* Assignment *
The records that follow are to be transcribed exactly.

Stored data entries

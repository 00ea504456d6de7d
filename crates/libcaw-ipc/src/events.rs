//! Server-pushed events
//!
//! Frames that answer no pending request are decoded into [`Event`] and
//! handed to the handlers registered for their [`EventKind`].

use std::collections::HashMap;
use std::sync::{Arc, Mutex, PoisonError};

use serde::Serialize;
use serde_json::Value;
use tokio::sync::broadcast;
use tracing::debug;

use crate::actions::{AUTH_LOGIN, AUTH_LOGOUT, SYNC_SETUP};
use crate::frame::{Flow, Frame};
use crate::BROADCAST_SESSION;

const EVENT_CHANNEL_CAPACITY: usize = 256;

#[derive(Debug, Clone, Copy, PartialEq, Eq, Hash, Serialize)]
#[serde(rename_all = "snake_case")]
pub enum EventKind {
    AuthLogin,
    AuthLogout,
    BranchSelect,
    BranchUnselect,
    BranchRefresh,
    ContribSelect,
    ContribUnselect,
    Refresh,
    Reset,
    Unknown,
}

#[derive(Debug, Clone, PartialEq, Serialize)]
#[serde(tag = "kind", rename_all = "snake_case")]
pub enum Event {
    AuthLogin { user: Value, tokens: Value },
    AuthLogout,
    BranchSelect { branch: String },
    BranchUnselect,
    BranchRefresh { data: Value },
    /// A teammate was picked for a side-by-side diff
    ContribSelect { contrib: Value },
    ContribUnselect,
    /// The local service has fresh peer data
    Refresh { data: Value },
    /// The local service restarted; session state must be rebuilt
    Reset,
    Unknown {
        domain: String,
        action: String,
        data: Value,
    },
}

impl Event {
    pub fn kind(&self) -> EventKind {
        match self {
            Event::AuthLogin { .. } => EventKind::AuthLogin,
            Event::AuthLogout => EventKind::AuthLogout,
            Event::BranchSelect { .. } => EventKind::BranchSelect,
            Event::BranchUnselect => EventKind::BranchUnselect,
            Event::BranchRefresh { .. } => EventKind::BranchRefresh,
            Event::ContribSelect { .. } => EventKind::ContribSelect,
            Event::ContribUnselect => EventKind::ContribUnselect,
            Event::Refresh { .. } => EventKind::Refresh,
            Event::Reset => EventKind::Reset,
            Event::Unknown { .. } => EventKind::Unknown,
        }
    }

    pub fn from_frame(frame: &Frame) -> Self {
        let data = frame.payload();
        match frame.action.as_str() {
            AUTH_LOGIN => Event::AuthLogin {
                user: data.get("user").cloned().unwrap_or(Value::Null),
                tokens: data.get("tokens").cloned().unwrap_or(Value::Null),
            },
            AUTH_LOGOUT => Event::AuthLogout,
            "branch:select" => match branch_name(&data) {
                Some(branch) => Event::BranchSelect { branch },
                None => unknown(frame, data),
            },
            "branch:unselect" => Event::BranchUnselect,
            "branch:refresh" => Event::BranchRefresh { data },
            "contrib:select" => Event::ContribSelect { contrib: data },
            "contrib:unselect" => Event::ContribUnselect,
            "reset" => Event::Reset,
            SYNC_SETUP if frame.flow == Flow::Res && is_refresh(&data) => Event::Refresh { data },
            "refresh" => Event::Refresh { data },
            _ => unknown(frame, data),
        }
    }
}

/// Branch events carry either the bare name or `{ branch }`
fn branch_name(data: &Value) -> Option<String> {
    match data {
        Value::String(branch) => Some(branch.clone()),
        _ => data.get("branch").and_then(Value::as_str).map(str::to_string),
    }
}

fn is_refresh(data: &Value) -> bool {
    data.get("action").and_then(Value::as_str) == Some("refresh")
}

fn unknown(frame: &Frame, data: Value) -> Event {
    Event::Unknown {
        domain: frame.domain.clone(),
        action: frame.action.clone(),
        data,
    }
}

/// How a frame reached this session
#[derive(Debug, Clone, Copy, PartialEq, Eq)]
pub enum Delivery {
    /// Addressed to every session
    Broadcast,
    /// Addressed to this session only
    Direct,
}

impl Delivery {
    /// `None` when the frame belongs to another session
    pub fn of(frame: &Frame, session: &str) -> Option<Self> {
        if frame.caw.is_empty() || frame.caw == BROADCAST_SESSION {
            Some(Delivery::Broadcast)
        } else if frame.caw == session {
            Some(Delivery::Direct)
        } else {
            None
        }
    }
}

type Handler = Arc<dyn Fn(&Event) + Send + Sync>;

/// Routes events to handlers and to broadcast subscribers
pub struct EventMultiplexer {
    session: String,
    handlers: Mutex<HashMap<EventKind, Vec<Handler>>>,
    tx: broadcast::Sender<Event>,
}

impl std::fmt::Debug for EventMultiplexer {
    fn fmt(&self, f: &mut std::fmt::Formatter<'_>) -> std::fmt::Result {
        f.debug_struct("EventMultiplexer")
            .field("session", &self.session)
            .finish_non_exhaustive()
    }
}

impl EventMultiplexer {
    pub fn new(session: impl Into<String>) -> Self {
        let (tx, _) = broadcast::channel(EVENT_CHANNEL_CAPACITY);
        Self {
            session: session.into(),
            handlers: Mutex::new(HashMap::new()),
            tx,
        }
    }

    /// Register a handler. Handlers run on the dispatcher task and must not
    /// block.
    pub fn on<F>(&self, kind: EventKind, handler: F)
    where
        F: Fn(&Event) + Send + Sync + 'static,
    {
        self.handlers
            .lock()
            .unwrap_or_else(PoisonError::into_inner)
            .entry(kind)
            .or_default()
            .push(Arc::new(handler));
    }

    pub fn subscribe(&self) -> broadcast::Receiver<Event> {
        self.tx.subscribe()
    }

    /// Deliver a frame. Returns the event if it was addressed to this
    /// session.
    pub fn dispatch(&self, frame: &Frame) -> Option<Event> {
        let Some(delivery) = Delivery::of(frame, &self.session) else {
            debug!(action = %frame.action, caw = %frame.caw, "Dropping frame for another session");
            return None;
        };

        let event = Event::from_frame(frame);
        let kind = event.kind();
        debug!(action = %frame.action, ?kind, ?delivery, "Dispatching event");

        let handlers: Vec<Handler> = self
            .handlers
            .lock()
            .unwrap_or_else(PoisonError::into_inner)
            .get(&kind)
            .cloned()
            .unwrap_or_default();
        for handler in handlers {
            handler(&event);
        }

        // No subscribers is fine
        let _ = self.tx.send(event.clone());
        Some(event)
    }
}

* Solution for this exercise *
repository 00ea504456d6de7d
filename crates/libcaw-ipc/src/events.rs
//! Server-pushed events
//!
//! Frames that answer no pending request are decoded into [`Event`] and
//! handed to the handlers registered for their [`EventKind`].

use std::collections::HashMap;
use std::sync::{Arc, Mutex, PoisonError};

use serde::Serialize;
use serde_json::Value;
use tokio::sync::broadcast;
use tracing::debug;

use crate::actions::{AUTH_LOGIN, AUTH_LOGOUT, SYNC_SETUP};
use crate::frame::{Flow, Frame};
use crate::BROADCAST_SESSION;

const EVENT_CHANNEL_CAPACITY: usize = 256;

#[derive(Debug, Clone, Copy, PartialEq, Eq, Hash, Serialize)]
#[serde(rename_all = "snake_case")]
pub enum EventKind {
    AuthLogin,
    AuthLogout,
    BranchSelect,
    BranchUnselect,
    BranchRefresh,
    ContribSelect,
    ContribUnselect,
    Refresh,
    Reset,
    Unknown,
}

#[derive(Debug, Clone, PartialEq, Serialize)]
#[serde(tag = "kind", rename_all = "snake_case")]
pub enum Event {
    AuthLogin { user: Value, tokens: Value },
    AuthLogout,
    BranchSelect { branch: String },
    BranchUnselect,
    BranchRefresh { data: Value },
    /// A teammate was picked for a side-by-side diff
    ContribSelect { contrib: Value },
    ContribUnselect,
    /// The local service has fresh peer data
    Refresh { data: Value },
    /// The local service restarted; session state must be rebuilt
    Reset,
    Unknown {
        domain: String,
        action: String,
        data: Value,
    },
}

impl Event {
    pub fn kind(&self) -> EventKind {
        match self {
            Event::AuthLogin { .. } => EventKind::AuthLogin,
            Event::AuthLogout => EventKind::AuthLogout,
            Event::BranchSelect { .. } => EventKind::BranchSelect,
            Event::BranchUnselect => EventKind::BranchUnselect,
            Event::BranchRefresh { .. } => EventKind::BranchRefresh,
            Event::ContribSelect { .. } => EventKind::ContribSelect,
            Event::ContribUnselect => EventKind::ContribUnselect,
            Event::Refresh { .. } => EventKind::Refresh,
            Event::Reset => EventKind::Reset,
            Event::Unknown { .. } => EventKind::Unknown,
        }
    }

    pub fn from_frame(frame: &Frame) -> Self {
        let data = frame.payload();
        match frame.action.as_str() {
            AUTH_LOGIN => Event::AuthLogin {
                user: data.get("user").cloned().unwrap_or(Value::Null),
                tokens: data.get("tokens").cloned().unwrap_or(Value::Null),
            },
            AUTH_LOGOUT => Event::AuthLogout,
            "branch:select" => match branch_name(&data) {
                Some(branch) => Event::BranchSelect { branch },
                None => unknown(frame, data),
            },
            "branch:unselect" => Event::BranchUnselect,
            "branch:refresh" => Event::BranchRefresh { data },
            "contrib:select" => Event::ContribSelect { contrib: data },
            "contrib:unselect" => Event::ContribUnselect,
            "reset" => Event::Reset,
            SYNC_SETUP if frame.flow == Flow::Res && is_refresh(&data) => Event::Refresh { data },
            "refresh" => Event::Refresh { data },
            _ => unknown(frame, data),
        }
    }
}

/// Branch events carry either the bare name or `{ branch }`
fn branch_name(data: &Value) -> Option<String> {
    match data {
        Value::String(branch) => Some(branch.clone()),
        _ => data.get("branch").and_then(Value::as_str).map(str::to_string),
    }
}

fn is_refresh(data: &Value) -> bool {
    data.get("action").and_then(Value::as_str) == Some("refresh")
}

fn unknown(frame: &Frame, data: Value) -> Event {
    Event::Unknown {
        domain: frame.domain.clone(),
        action: frame.action.clone(),
        data,
    }
}

/// How a frame reached this session
#[derive(Debug, Clone, Copy, PartialEq, Eq)]
pub enum Delivery {
    /// Addressed to every session
    Broadcast,
    /// Addressed to this session only
    Direct,
}

impl Delivery {
    /// `None` when the frame belongs to another session
    pub fn of(frame: &Frame, session: &str) -> Option<Self> {
        if frame.caw.is_empty() || frame.caw == BROADCAST_SESSION {
            Some(Delivery::Broadcast)
        } else if frame.caw == session {
            Some(Delivery::Direct)
        } else {
            None
        }
    }
}

type Handler = Arc<dyn Fn(&Event) + Send + Sync>;

/// Routes events to handlers and to broadcast subscribers
pub struct EventMultiplexer {
    session: String,
    handlers: Mutex<HashMap<EventKind, Vec<Handler>>>,
    tx: broadcast::Sender<Event>,
}

impl std::fmt::Debug for EventMultiplexer {
    fn fmt(&self, f: &mut std::fmt::Formatter<'_>) -> std::fmt::Result {
        f.debug_struct("EventMultiplexer")
            .field("session", &self.session)
            .finish_non_exhaustive()
    }
}

impl EventMultiplexer {
    pub fn new(session: impl Into<String>) -> Self {
        let (tx, _) = broadcast::channel(EVENT_CHANNEL_CAPACITY);
        Self {
            session: session.into(),
            handlers: Mutex::new(HashMap::new()),
            tx,
        }
    }

    /// Register a handler. Handlers run on the dispatcher task and must not
    /// block.
    pub fn on<F>(&self, kind: EventKind, handler: F)
    where
        F: Fn(&Event) + Send + Sync + 'static,
    {
        self.handlers
            .lock()
            .unwrap_or_else(PoisonError::into_inner)
            .entry(kind)
            .or_default()
            .push(Arc::new(handler));
    }

    pub fn subscribe(&self) -> broadcast::Receiver<Event> {
        self.tx.subscribe()
    }

    /// Deliver a frame. Returns the event if it was addressed to this
    /// session.
    pub fn dispatch(&self, frame: &Frame) -> Option<Event> {
        let Some(delivery) = Delivery::of(frame, &self.session) else {
            debug!(action = %frame.action, caw = %frame.caw, "Dropping frame for another session");
            return None;
        };

        let event = Event::from_frame(frame);
        let kind = event.kind();
        debug!(action = %frame.action, ?kind, ?delivery, "Dispatching event");

        let handlers: Vec<Handler> = self
            .handlers
            .lock()
            .unwrap_or_else(PoisonError::into_inner)
            .get(&kind)
            .cloned()
            .unwrap_or_default();
        for handler in handlers {
            handler(&event);
        }

        // No subscribers is fine
        let _ = self.tx.send(event.clone());
        Some(event)
    }
}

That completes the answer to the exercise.